THE High Court decision enabling the Bank of England to withhold a billion dollars in Venezuelan gold from its rightful owners simply puts a legal stamp of approval on an act of theft.

Washington’s “maximum pressure” policy pushing regime change in the Latin American country has already involved large-scale piracy — the seizure and freezing of Venezuelan assets abroad — as well as crippling sanctions to derail its economy, with a cost estimated in tens of thousands of lives because of the impact on its health system even before the global pandemic. 

As Venezuela’s ambassador to Britain Rocio Maneiro told the Morning Star last year, US measures to isolate Venezuela financially mean that “we cannot borrow money … we cannot use our own money.” 

The Bank of England prevents Venezuela accessing gold that Caracas deposited there for safekeeping on the grounds that it is not clear who the legitimate government of Venezuela is.

Venezuela requests that the money be transferred to the United Nations Development Programme to help its fight against coronavirus.
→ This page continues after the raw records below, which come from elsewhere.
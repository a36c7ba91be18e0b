// FlowState - Closed-loop entrainment control
// Copyright (c) 2025 David Martin Venti
//
// Dual-licensed under AGPL-3.0 and Commercial License.
// See LICENSE file for details.


//! Observer registry
//!
//! A set of callbacks that can be added and removed at run time and notified
//! all at once. Callbacks are identified by `Arc` pointer identity, so adding
//! the same `Arc` twice registers it once. A callback that panics is logged
//! and skipped; the remaining callbacks still receive the value.

use std::panic::{catch_unwind, AssertUnwindSafe};
use std::sync::{Arc, Mutex, MutexGuard};
use tracing::warn;

/// Shared callback type
pub type Callback<T> = Arc<dyn Fn(&T) + Send + Sync>;

/// Registry of observer callbacks
pub struct ObserverRegistry<T> {
    name: &'static str,
    callbacks: Mutex<Vec<Callback<T>>>,
}

impl<T> ObserverRegistry<T> {
    /// Create an empty registry; `name` is used in log lines
    pub fn new(name: &'static str) -> Self {
        Self {
            name,
            callbacks: Mutex::new(Vec::new()),
        }
    }

    fn lock(&self) -> MutexGuard<'_, Vec<Callback<T>>> {
        // A poisoned list is still a valid list.
        self.callbacks.lock().unwrap_or_else(|e| e.into_inner())
    }

    /// Add a callback; returns false if it was already registered
    pub fn add(&self, callback: Callback<T>) -> bool {
        let mut callbacks = self.lock();
        if callbacks.iter().any(|c| Arc::ptr_eq(c, &callback)) {
            return false;
        }
        callbacks.push(callback);
        true
    }

    /// Remove a callback; returns false if it was not registered
    pub fn remove(&self, callback: &Callback<T>) -> bool {
        let mut callbacks = self.lock();
        let before = callbacks.len();
        callbacks.retain(|c| !Arc::ptr_eq(c, callback));
        callbacks.len() != before
    }

    /// Check whether a callback is registered
    pub fn contains(&self, callback: &Callback<T>) -> bool {
        self.lock().iter().any(|c| Arc::ptr_eq(c, callback))
    }

    /// Number of registered callbacks
    pub fn len(&self) -> usize {
        self.lock().len()
    }

    /// Check if no callbacks are registered
    pub fn is_empty(&self) -> bool {
        self.lock().is_empty()
    }

    /// Remove all callbacks
    pub fn clear(&self) {
        self.lock().clear();
    }

    /// Deliver a value to every callback
    ///
    /// The list is snapshotted first, so callbacks may add or remove
    /// observers without deadlocking. Returns the number of callbacks that
    /// completed without panicking.
    pub fn notify(&self, value: &T) -> usize {
        let snapshot: Vec<Callback<T>> = self.lock().clone();
        let mut delivered = 0;

        for callback in snapshot {
            match catch_unwind(AssertUnwindSafe(|| callback(value))) {
                Ok(()) => delivered += 1,
                Err(panic) => {
                    let reason = panic
                        .downcast_ref::<&str>()
                        .map(|s| s.to_string())
                        .or_else(|| panic.downcast_ref::<String>().cloned())
                        .unwrap_or_else(|| "unknown panic".to_string());
                    warn!(registry = self.name, %reason, "Observer failed, continuing");
                }
            }
        }

        delivered
    }
}

impl<T> std::fmt::Debug for ObserverRegistry<T> {
    fn fmt(&self, f: &mut std::fmt::Formatter<'_>) -> std::fmt::Result {
        f.debug_struct("ObserverRegistry")
            .field("name", &self.name)
            .field("len", &self.len())
            .finish()
    }
}

#[cfg(test)]
mod tests {
    use super::*;
    use std::sync::atomic::{AtomicUsize, Ordering};

    fn counter() -> (Arc<AtomicUsize>, Callback<u32>) {
        let count = Arc::new(AtomicUsize::new(0));
        let c = Arc::clone(&count);
        let cb: Callback<u32> = Arc::new(move |_: &u32| {
            c.fetch_add(1, Ordering::SeqCst);
        });
        (count, cb)
    }

    #[test]
    fn test_add_is_unique() {
        let registry = ObserverRegistry::<u32>::new("test");
        let (_, cb) = counter();

        assert!(registry.add(Arc::clone(&cb)));
        assert!(!registry.add(Arc::clone(&cb)));
        assert_eq!(registry.len(), 1);
    }

    #[test]
    fn test_remove() {
        let registry = ObserverRegistry::<u32>::new("test");
        let (count, cb) = counter();

        registry.add(Arc::clone(&cb));
        assert!(registry.remove(&cb));
        assert!(!registry.remove(&cb));
        assert!(registry.is_empty());

        registry.notify(&1);
        assert_eq!(count.load(Ordering::SeqCst), 0);
    }

    #[test]
    fn test_notify_all() {
        let registry = ObserverRegistry::<u32>::new("test");
        let (a, cb_a) = counter();
        let (b, cb_b) = counter();
        registry.add(cb_a);
        registry.add(cb_b);

        assert_eq!(registry.notify(&7), 2);
        assert_eq!(a.load(Ordering::SeqCst), 1);
        assert_eq!(b.load(Ordering::SeqCst), 1);
    }

    #[test]
    fn test_panicking_observer_does_not_block_others() {
        let registry = ObserverRegistry::<u32>::new("test");
        let (count, cb) = counter();
        registry.add(Arc::new(|_: &u32| panic!("observer bug")));
        registry.add(cb);

        assert_eq!(registry.notify(&1), 1);
        assert_eq!(count.load(Ordering::SeqCst), 1);
    }

    #[test]
    fn test_observer_can_unregister_itself() {
        let registry = Arc::new(ObserverRegistry::<u32>::new("test"));
        let slot: Arc<Mutex<Option<Callback<u32>>>> = Arc::new(Mutex::new(None));

        let reg = Arc::clone(&registry);
        let slot_ref = Arc::clone(&slot);
        let cb: Callback<u32> = Arc::new(move |_: &u32| {
            if let Some(me) = slot_ref.lock().unwrap().as_ref() {
                reg.remove(me);
            }
        });
        *slot.lock().unwrap() = Some(Arc::clone(&cb));
        registry.add(cb);

        registry.notify(&1);
        assert!(registry.is_empty());
    }
}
The High Court now rules that Britain has “unequivocally” recognised Juan Guaido, the former president of the National Assembly who declared himself president of Venezuela with US backing last year.

This despite the fact that the recognition of Guaido’s entirely theoretical government — despite a series of bungled attempts at an armed seizure of power his never-elected “administration” controls no territory and represents no citizens — was illegal under international law.
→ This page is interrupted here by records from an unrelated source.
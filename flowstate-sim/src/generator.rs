// FlowState Sim - Metrics generator
// Copyright (c) 2025 David Martin Venti
//
// Dual-licensed under AGPL-3.0 and Commercial License.
// See LICENSE file for details.

//! Synthetic band-power generator.
//!
//! Produces metrics samples that drift slowly around a baseline, or sit
//! firmly in one band when a state is forced through the control channel.

use flowstate::{BandState, MetricsSample};
use rand::prelude::*;
use rand::rngs::StdRng;
use rand_distr::Normal;
use serde::{Deserialize, Serialize};
use std::f64::consts::TAU;

/// Generator parameters.
#[derive(Debug, Clone, Serialize, Deserialize)]
pub struct GeneratorConfig {
    /// Baseline band power (µV²).
    pub baseline_mean: f64,
    /// Baseline standard deviation used for z-scores.
    pub baseline_std: f64,
    /// Amplitude of the slow natural drift.
    pub drift_amplitude: f64,
    /// Drift phase increment per sample (radians).
    pub drift_step: f64,
    /// Natural noise as a fraction of the baseline std.
    pub noise_fraction: f64,
    /// Noise while a state is forced, as a fraction of the baseline std.
    pub forced_noise_fraction: f64,
    /// Mean signal quality.
    pub quality_mean: f64,
    /// Signal quality standard deviation.
    pub quality_std: f64,
    /// Random seed for reproducibility.
    #[serde(skip_serializing_if = "Option::is_none")]
    pub seed: Option<u64>,
}

impl Default for GeneratorConfig {
    fn default() -> Self {
        Self {
            baseline_mean: 10.0,
            baseline_std: 2.0,
            drift_amplitude: 3.0,
            drift_step: 0.02,
            noise_fraction: 0.3,
            forced_noise_fraction: 0.1,
            quality_mean: 85.0,
            quality_std: 5.0,
            seed: None,
        }
    }
}

impl GeneratorConfig {
    /// Create a default config.
    pub fn new() -> Self {
        Self::default()
    }

    /// Set random seed.
    pub fn with_seed(mut self, seed: u64) -> Self {
        self.seed = Some(seed);
        self
    }
}

/// Minimum band power ever emitted.
pub const MIN_POWER: f64 = 0.1;

fn round_to(value: f64, decimals: i32) -> f64 {
    let scale = 10f64.powi(decimals);
    (value * scale).round() / scale
}

/// Round values for the wire, keeping the band state of the exact z-score.
pub(crate) fn rounded_sample(timestamp_ms: u64, power: f64, z_score: f64, quality: f64) -> MetricsSample {
    let mut sample = MetricsSample::new(
        timestamp_ms,
        round_to(power, 2),
        round_to(z_score, 2),
        round_to(quality, 1),
    );
    sample.band_state = BandState::classify(z_score);
    sample
}

/// Sample source the server streams from and steers.
pub trait SampleGenerator: Send {
    /// Next sample, or `None` when this tick produced nothing.
    fn next_sample(&mut self) -> Option<MetricsSample>;

    /// Currently forced state, if any.
    fn forced_state(&self) -> Option<BandState>;

    /// Pin the output to one band.
    fn set_state(&mut self, state: BandState);

    /// Return to natural behaviour.
    fn clear_forced_state(&mut self);
}

/// Band-power simulator.
pub struct EegSimulator {
    config: GeneratorConfig,
    rng: StdRng,
    drift_phase: f64,
    forced: Option<BandState>,
}

impl EegSimulator {
    /// Create a simulator; unseeded configs draw from entropy.
    pub fn new(config: GeneratorConfig) -> Self {
        let mut rng = match config.seed {
            Some(s) => StdRng::seed_from_u64(s),
            None => StdRng::from_entropy(),
        };
        let drift_phase = rng.gen_range(0.0..TAU);
        Self {
            config,
            rng,
            drift_phase,
            forced: None,
        }
    }

    /// Generator parameters.
    pub fn config(&self) -> &GeneratorConfig {
        &self.config
    }

    /// Currently forced state, if any.
    pub fn forced_state(&self) -> Option<BandState> {
        self.forced
    }

    /// Pin the output to one band.
    pub fn set_state(&mut self, state: BandState) {
        self.forced = Some(state);
    }

    /// Return to natural drift.
    pub fn clear_forced_state(&mut self) {
        self.forced = None;
    }

    /// Draw from N(0, std); a non-positive std yields zero.
    fn gaussian(&mut self, std: f64) -> f64 {
        match Normal::new(0.0, std) {
            Ok(dist) if std > 0.0 => dist.sample(&mut self.rng),
            _ => 0.0,
        }
    }

    fn natural_power(&mut self) -> f64 {
        self.drift_phase += self.config.drift_step;
        let drift = self.config.drift_amplitude * self.drift_phase.sin();
        let noise = self.gaussian(self.config.baseline_std * self.config.noise_fraction);
        (self.config.baseline_mean + drift + noise).max(MIN_POWER)
    }

    fn forced_power(&mut self, state: BandState) -> f64 {
        let noise = self.gaussian(self.config.baseline_std * self.config.forced_noise_fraction);
        let offset = match state {
            BandState::Low => -2.0 * self.config.baseline_std,
            BandState::Normal => 0.0,
            BandState::High => 2.0 * self.config.baseline_std,
        };
        (self.config.baseline_mean + offset + noise).max(MIN_POWER)
    }

    /// Generate the sample for `timestamp_ms`.
    pub fn sample_at(&mut self, timestamp_ms: u64) -> MetricsSample {
        let power = match self.forced {
            Some(state) => self.forced_power(state),
            None => self.natural_power(),
        };
        let z_score = (power - self.config.baseline_mean) / self.config.baseline_std;

        let quality_noise = self.gaussian(self.config.quality_std);
        let quality = (self.config.quality_mean + quality_noise).clamp(0.0, 100.0);

        let sample = rounded_sample(timestamp_ms, power, z_score, quality);
        match self.forced {
            Some(state) => sample.with_forced_state(state),
            None => sample,
        }
    }

    /// Generate a sample stamped with the current wall-clock time.
    pub fn next_sample(&mut self) -> MetricsSample {
        let now = chrono::Utc::now().timestamp_millis().max(0) as u64;
        self.sample_at(now)
    }
}

impl SampleGenerator for EegSimulator {
    fn next_sample(&mut self) -> Option<MetricsSample> {
        Some(EegSimulator::next_sample(self))
    }

    fn forced_state(&self) -> Option<BandState> {
        self.forced
    }

    fn set_state(&mut self, state: BandState) {
        self.forced = Some(state);
    }

    fn clear_forced_state(&mut self) {
        self.forced = None;
    }
}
Despite the fact that the constitutional excuse used by Guaido to declare himself president, though he had never even stood for the post, stemmed from his position as president of the National Assembly, a position he no longer holds as he was voted out of it in January. (He claimed this position entitled him to step into the presidency because the office was vacant, a fiction based on the opposition’s refusal to recognise the re-election of Maduro in 2018.)
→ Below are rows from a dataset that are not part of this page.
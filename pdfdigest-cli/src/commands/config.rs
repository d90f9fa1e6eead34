//! `pdfdigest config` commands - view and manage configuration

use anyhow::Result;
use pdfdigest_core::Config;

/// Show current configuration
pub fn show(config: Config) -> Result<()> {
    println!("Completion");
    println!("  Base URL:   {}", config.completion.base_url);
    println!("  Model:      {}", config.completion.model);
    println!(
        "  API key:    {}",
        if config.completion.api_key.is_some() {
            "configured"
        } else {
            "(not set - mock mode)"
        }
    );
    println!("  Timeout:    {}s", config.completion.timeout_secs);
    println!("Server");
    println!("  Host:       {}", config.server.host);
    println!("  Port:       {}", config.server.port);
    println!("Storage");
    println!("  Uploads:    {}", config.upload_dir().display());
    println!("Logging");
    println!("  Level:      {}", config.logging.level);

    if let Some(path) = Config::default_config_path() {
        println!(
            "\nConfig file: {} {}",
            path.display(),
            if path.exists() { "" } else { "(not created)" }
        );
    }

    Ok(())
}

/// Initialize default configuration
pub fn init(force: bool) -> Result<()> {
    let Some(path) = Config::default_config_path() else {
        anyhow::bail!("Could not determine config path");
    };

    if path.exists() && !force {
        anyhow::bail!(
            "Config already exists at {} (use --force to overwrite)",
            path.display()
        );
    }

    let config = Config::default();
    config.save()?;
    println!("Wrote default config to {}", path.display());

    Ok(())
}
And despite the fact that the British government continues to deal, as it has to, with the actual government of Venezuela, for example when applying for visas for Foreign Office staff, although as the recent row over the Venezuela Reconstruction Unit revealed it lied to Caracas about the purpose of their visits.

Though the Venezuelan government will naturally appeal against the ruling, a real solution to this mess is not going to arrive through the courts.

The British government’s decision to pretend that Guaido is anything more than a pretender rests on its slavish adherence to the foreign policy whims of an aggressive and erratic White House.

The same motivation is now prompting it to engage in increasingly provocative posturing over Hong Kong, claiming it is ready to offer a chance of “eventual” citizenship to up to three million people from the Chinese city — showing a moving consideration for their status strangely denied to unaccompanied child refugees, desperate asylum-seekers trapped in Covid-threatened holding camps or those fleeing poverty and war who are left to drown in their thousands in the Mediterranean.

Under Jeremy Corbyn’s leadership Labour’s foreign policy was not transformed along anti-imperialist lines, but it could be relied upon to resist endorsing US regime change projects, declining to recognise Guaido and objecting to the military coup in Bolivia.

The current Labour front bench merely eggs the Tories on to ever more reckless brinkmanship. It is clear that we cannot look to Parliament to provide leadership for the anti-imperialist movement.

Pressure on the Tories to drop the Guaido farce and acknowledge the legitimacy of the real Venezuelan government will have to be built up through the labour and peace movements.

So too will pressure on both main party leaderships to change course and reject the new cold war on China inspired by US President Donald Trump.